As discussed on Mac Geek Gab 370, the Preview application in Mac OS X is an extremely powerful tool. One of its less-obvious features is the ability to combine and re-order multiple PDFs into a single document, something that was once the purview of only expensive third-party software.
Open your first document in Preview. At the top of the window you’ll notice four buttons next to the search field. Select the second button, which will add the Preview sidebar to the left of the PDF document.
In the sidebar, you can now drag individual pages (or groups of pages if you use Shift-click or Command-click to select multiple pages) and re-order the document as you please. You can even selectively delete pages by selecting the page and pressing the delete key on your keyboard.
Once you’ve rearranged the document to your satisfaction, simply save it before closing Preview to give your changes permanence.

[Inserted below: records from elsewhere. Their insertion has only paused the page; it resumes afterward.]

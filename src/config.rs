//! Application configuration management
//!
//! This module handles loading and validating configuration from environment variables.
//! All configuration is loaded at startup and validated before the application runs.

use std::env;
use std::str::FromStr;
use std::sync::LazyLock;

use crate::constants::{
    DEFAULT_DATABASE_MAX_CONNECTIONS, DEFAULT_DRAFT_DEADLINE_HOURS, DEFAULT_FINALIZE_CRON,
    DEFAULT_JWT_EXPIRY_HOURS, DEFAULT_MAX_COMMIT_RETRIES, DEFAULT_NOTIFICATION_QUEUE_CAPACITY,
    DEFAULT_PICKS_PER_MEMBER, DEFAULT_SERVER_HOST, DEFAULT_SERVER_PORT, MAX_PICKS_PER_MEMBER,
};

/// Global application configuration (lazily initialized)
pub static CONFIG: LazyLock<Config> = LazyLock::new(|| {
    Config::from_env().expect("Failed to load configuration from environment")
});

/// Main application configuration
#[derive(Debug, Clone)]
pub struct Config {
    pub server: ServerConfig,
    pub database: DatabaseConfig,
    pub redis: RedisConfig,
    pub jwt: JwtConfig,
    pub draft: DraftConfig,
    pub notifications: NotificationConfig,
}

/// Server configuration
#[derive(Debug, Clone)]
pub struct ServerConfig {
    pub host: String,
    pub port: u16,
    pub rust_log: String,
    /// `pretty` or `json`
    pub log_format: String,
}

/// Database configuration
#[derive(Debug, Clone)]
pub struct DatabaseConfig {
    pub url: String,
    pub max_connections: u32,
}

/// Redis configuration
#[derive(Debug, Clone)]
pub struct RedisConfig {
    pub url: String,
}

/// JWT authentication configuration
#[derive(Debug, Clone)]
pub struct JwtConfig {
    pub secret: String,
    pub expiry_hours: i64,
}

/// Draft engine configuration
#[derive(Debug, Clone)]
pub struct DraftConfig {
    /// Quota given to newly created leagues
    pub picks_per_member: u32,
    pub default_deadline_hours: i64,
    /// Commit attempts before a contended pick is reported as a conflict
    pub max_commit_retries: u32,
    pub finalize_cron: String,
    pub finalize_enabled: bool,
}

/// Notification channel configuration
#[derive(Debug, Clone)]
pub struct NotificationConfig {
    pub queue_capacity: usize,
}

impl Config {
    /// Load configuration from environment variables
    pub fn from_env() -> Result<Self, ConfigError> {
        dotenvy::dotenv().ok();

        Ok(Self {
            server: ServerConfig::from_env()?,
            database: DatabaseConfig::from_env()?,
            redis: RedisConfig::from_env()?,
            jwt: JwtConfig::from_env()?,
            draft: DraftConfig::from_env()?,
            notifications: NotificationConfig::from_env()?,
        })
    }
}

/// Read an optional variable and parse it, falling back to `default`
fn parse_var<T: FromStr>(name: &str, default: T) -> Result<T, ConfigError> {
    match env::var(name) {
        Ok(raw) => raw
            .trim()
            .parse()
            .map_err(|_| ConfigError::InvalidValue(name.to_string())),
        Err(_) => Ok(default),
    }
}

impl ServerConfig {
    fn from_env() -> Result<Self, ConfigError> {
        let log_format = env::var("LOG_FORMAT").unwrap_or_else(|_| "pretty".to_string());
        if log_format != "pretty" && log_format != "json" {
            return Err(ConfigError::InvalidValue("LOG_FORMAT".to_string()));
        }

        Ok(Self {
            host: env::var("SERVER_HOST").unwrap_or_else(|_| DEFAULT_SERVER_HOST.to_string()),
            port: parse_var("SERVER_PORT", DEFAULT_SERVER_PORT)?,
            rust_log: env::var("RUST_LOG").unwrap_or_else(|_| "info".to_string()),
            log_format,
        })
    }
}

impl DatabaseConfig {
    fn from_env() -> Result<Self, ConfigError> {
        Ok(Self {
            url: env::var("DATABASE_URL")
                .map_err(|_| ConfigError::Missing("DATABASE_URL".to_string()))?,
            max_connections: parse_var("DATABASE_MAX_CONNECTIONS", DEFAULT_DATABASE_MAX_CONNECTIONS)?,
        })
    }
}

impl RedisConfig {
    fn from_env() -> Result<Self, ConfigError> {
        Ok(Self {
            url: env::var("REDIS_URL").unwrap_or_else(|_| "redis://localhost:6379".to_string()),
        })
    }
}

impl JwtConfig {
    fn from_env() -> Result<Self, ConfigError> {
        Ok(Self {
            secret: env::var("JWT_SECRET")
                .map_err(|_| ConfigError::Missing("JWT_SECRET".to_string()))?,
            expiry_hours: parse_var("JWT_EXPIRY_HOURS", DEFAULT_JWT_EXPIRY_HOURS)?,
        })
    }
}

impl DraftConfig {
    fn from_env() -> Result<Self, ConfigError> {
        let config = Self {
            picks_per_member: parse_var("DRAFT_PICKS_PER_MEMBER", DEFAULT_PICKS_PER_MEMBER)?,
            default_deadline_hours: parse_var(
                "DRAFT_DEFAULT_DEADLINE_HOURS",
                DEFAULT_DRAFT_DEADLINE_HOURS,
            )?,
            max_commit_retries: parse_var("DRAFT_MAX_COMMIT_RETRIES", DEFAULT_MAX_COMMIT_RETRIES)?,
            finalize_cron: env::var("DRAFT_FINALIZE_CRON")
                .unwrap_or_else(|_| DEFAULT_FINALIZE_CRON.to_string()),
            finalize_enabled: parse_var("DRAFT_FINALIZE_ENABLED", true)?,
        };
        config.validate()?;
        Ok(config)
    }

    fn validate(&self) -> Result<(), ConfigError> {
        if self.picks_per_member == 0 || self.picks_per_member > MAX_PICKS_PER_MEMBER {
            return Err(ConfigError::InvalidValue("DRAFT_PICKS_PER_MEMBER".to_string()));
        }
        if self.default_deadline_hours <= 0 {
            return Err(ConfigError::InvalidValue(
                "DRAFT_DEFAULT_DEADLINE_HOURS".to_string(),
            ));
        }
        if self.max_commit_retries == 0 {
            return Err(ConfigError::InvalidValue("DRAFT_MAX_COMMIT_RETRIES".to_string()));
        }
        Ok(())
    }
}

impl Default for DraftConfig {
    fn default() -> Self {
        Self {
            picks_per_member: DEFAULT_PICKS_PER_MEMBER,
            default_deadline_hours: DEFAULT_DRAFT_DEADLINE_HOURS,
            max_commit_retries: DEFAULT_MAX_COMMIT_RETRIES,
            finalize_cron: DEFAULT_FINALIZE_CRON.to_string(),
            finalize_enabled: true,
        }
    }
}

impl NotificationConfig {
    fn from_env() -> Result<Self, ConfigError> {
        let queue_capacity =
            parse_var("NOTIFICATION_QUEUE_CAPACITY", DEFAULT_NOTIFICATION_QUEUE_CAPACITY)?;
        if queue_capacity == 0 {
            return Err(ConfigError::InvalidValue(
                "NOTIFICATION_QUEUE_CAPACITY".to_string(),
            ));
        }
        Ok(Self { queue_capacity })
    }
}

/// Configuration loading errors
#[derive(Debug, thiserror::Error)]
pub enum ConfigError {
    #[error("Missing required environment variable: {0}")]
    Missing(String),

    #[error("Invalid value for environment variable: {0}")]
    InvalidValue(String),
}

#[cfg(test)]
mod tests {
    use super::*;

    #[test]
    fn test_default_values() {
        let server = ServerConfig {
            host: DEFAULT_SERVER_HOST.to_string(),
            port: DEFAULT_SERVER_PORT,
            rust_log: "info".to_string(),
            log_format: "pretty".to_string(),
        };
        assert_eq!(server.host, "0.0.0.0");
        assert_eq!(server.port, 8080);

        let draft = DraftConfig::default();
        assert_eq!(draft.picks_per_member, 2);
        assert!(draft.validate().is_ok());
    }

    #[test]
    fn test_draft_config_rejects_zero_quota() {
        let draft = DraftConfig {
            picks_per_member: 0,
            ..DraftConfig::default()
        };
        assert!(matches!(
            draft.validate(),
            Err(ConfigError::InvalidValue(name)) if name == "DRAFT_PICKS_PER_MEMBER"
        ));
    }

    #[test]
    fn test_draft_config_rejects_zero_retries() {
        let draft = DraftConfig {
            max_commit_retries: 0,
            ..DraftConfig::default()
        };
        assert!(draft.validate().is_err());
    }
}
//! Rate limiting middleware
//!
//! Fixed-window counters in Redis keyed by client IP and route bucket. When
//! Redis is unreachable requests are let through rather than rejected.

use axum::{
    body::Body,
    extract::{ConnectInfo, Request, State},
    middleware::Next,
    response::Response,
};
use redis::AsyncCommands;
use std::net::SocketAddr;

use crate::{constants::rate_limits, error::AppError, state::AppState};

/// General API rate limit, applied to every route
pub async fn rate_limit_middleware(
    State(state): State<AppState>,
    ConnectInfo(addr): ConnectInfo<SocketAddr>,
    request: Request<Body>,
    next: Next,
) -> Result<Response, AppError> {
    let path = request.uri().path();
    let (bucket, limit, window) = limit_for_path(path);

    check_limit(&state, &addr, bucket, limit, window).await?;
    Ok(next.run(request).await)
}

/// Tighter limit on pick submission
pub async fn pick_rate_limit_middleware(
    State(state): State<AppState>,
    ConnectInfo(addr): ConnectInfo<SocketAddr>,
    request: Request<Body>,
    next: Next,
) -> Result<Response, AppError> {
    check_limit(
        &state,
        &addr,
        "draft_pick",
        rate_limits::PICK_MAX_REQUESTS,
        rate_limits::PICK_WINDOW_SECS,
    )
    .await?;
    Ok(next.run(request).await)
}

async fn check_limit(
    state: &AppState,
    addr: &SocketAddr,
    bucket: &str,
    limit: i64,
    window: i64,
) -> Result<(), AppError> {
    let key = format!("rate_limit:{}:{}", addr.ip(), bucket);
    let mut redis = state.redis();

    let count: i64 = match redis.incr(&key, 1).await {
        Ok(count) => count,
        Err(e) => {
            tracing::warn!(error = %e, bucket, "Rate limit check skipped, Redis unavailable");
            return Ok(());
        }
    };

    if count == 1 {
        // Set expiry on first request of the window
        let _: Result<(), _> = redis.expire(&key, window).await;
    }

    if count > limit {
        tracing::debug!(ip = %addr.ip(), bucket, count, "Rate limit exceeded");
        return Err(AppError::TooManyRequests);
    }

    Ok(())
}

/// Bucket name, request limit and window for a path
fn limit_for_path(path: &str) -> (&'static str, i64, i64) {
    if path.starts_with("/api/v1/auth") {
        (
            "auth",
            rate_limits::AUTH_MAX_REQUESTS,
            rate_limits::AUTH_WINDOW_SECS,
        )
    } else {
        (
            "general",
            rate_limits::GENERAL_MAX_REQUESTS,
            rate_limits::GENERAL_WINDOW_SECS,
        )
    }
}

To combine multiple PDFs into a single document, open a second PDF in a separate Preview window and click the button in the toolbar to bring up the sidebar, as discussed above. Next, select the pages from the second document that you want to add to the first (use Command-A to select all if you want the entire document merged).
Once selected, simply drag the pages from the sidebar in the second document and drop them into their desired relevant position in the first document’s sidebar.

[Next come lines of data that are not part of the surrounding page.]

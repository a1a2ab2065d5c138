//! Castaway repository

use chrono::{DateTime, Utc};
use sqlx::{PgExecutor, PgPool};
use uuid::Uuid;

use crate::{constants::castaway_status, error::AppResult, models::Castaway};

/// Repository for castaway database operations
pub struct CastawayRepository;

impl CastawayRepository {
    /// Create a new castaway
    pub async fn create(
        pool: &PgPool,
        season: i32,
        name: &str,
        tribe: Option<&str>,
    ) -> AppResult<Castaway> {
        let castaway = sqlx::query_as::<_, Castaway>(
            r#"
            INSERT INTO castaways (season, name, tribe)
            VALUES ($1, $2, $3)
            RETURNING *
            "#,
        )
        .bind(season)
        .bind(name)
        .bind(tribe)
        .fetch_one(pool)
        .await?;

        Ok(castaway)
    }

    /// All castaways of a season, eliminated ones included
    pub async fn list_by_season<'e>(
        executor: impl PgExecutor<'e>,
        season: i32,
    ) -> AppResult<Vec<Castaway>> {
        let castaways = sqlx::query_as::<_, Castaway>(
            r#"SELECT * FROM castaways WHERE season = $1 ORDER BY LOWER(name), id"#,
        )
        .bind(season)
        .fetch_all(executor)
        .await?;

        Ok(castaways)
    }

    /// Whether a castaway can still be drafted. Takes a share lock so an
    /// elimination waits for the surrounding pick transaction.
    pub async fn is_draftable<'e>(executor: impl PgExecutor<'e>, id: &Uuid) -> AppResult<bool> {
        let status: Option<String> =
            sqlx::query_scalar(r#"SELECT status FROM castaways WHERE id = $1 FOR SHARE"#)
                .bind(id)
                .fetch_optional(executor)
                .await?;

        Ok(status.as_deref() == Some(castaway_status::ACTIVE))
    }

    /// Mark a castaway eliminated. Existing picks are untouched.
    pub async fn eliminate(pool: &PgPool, id: &Uuid, at: DateTime<Utc>) -> AppResult<Option<Castaway>> {
        let castaway = sqlx::query_as::<_, Castaway>(
            r#"
            UPDATE castaways
            SET status = $2, eliminated_at = COALESCE(eliminated_at, $3)
            WHERE id = $1
            RETURNING *
            "#,
        )
        .bind(id)
        .bind(castaway_status::ELIMINATED)
        .bind(at)
        .fetch_optional(pool)
        .await?;

        Ok(castaway)
    }
}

There’s one important note: at the top of the sidebar in each document is the name of the document with a disclosure triangle to the left and a horizontal line below. When dragging your pages from the second document to the first, make sure to drop them below this line. If you drop them above the line, it will merely “move” the second PDF into the first PDF’s window, allowing you to view both documents in the same Preview window. It will not combine the documents.
Just as with rearranging a single document, once you’ve combined the pages you desire, simply save the changes and your first document will now contain the pages you chose to add.
While this example focuses on two PDFs, the practice will work the same with a virtually unlimited number of documents, allowing you to fully customize and combine all your PDF data into one handy file.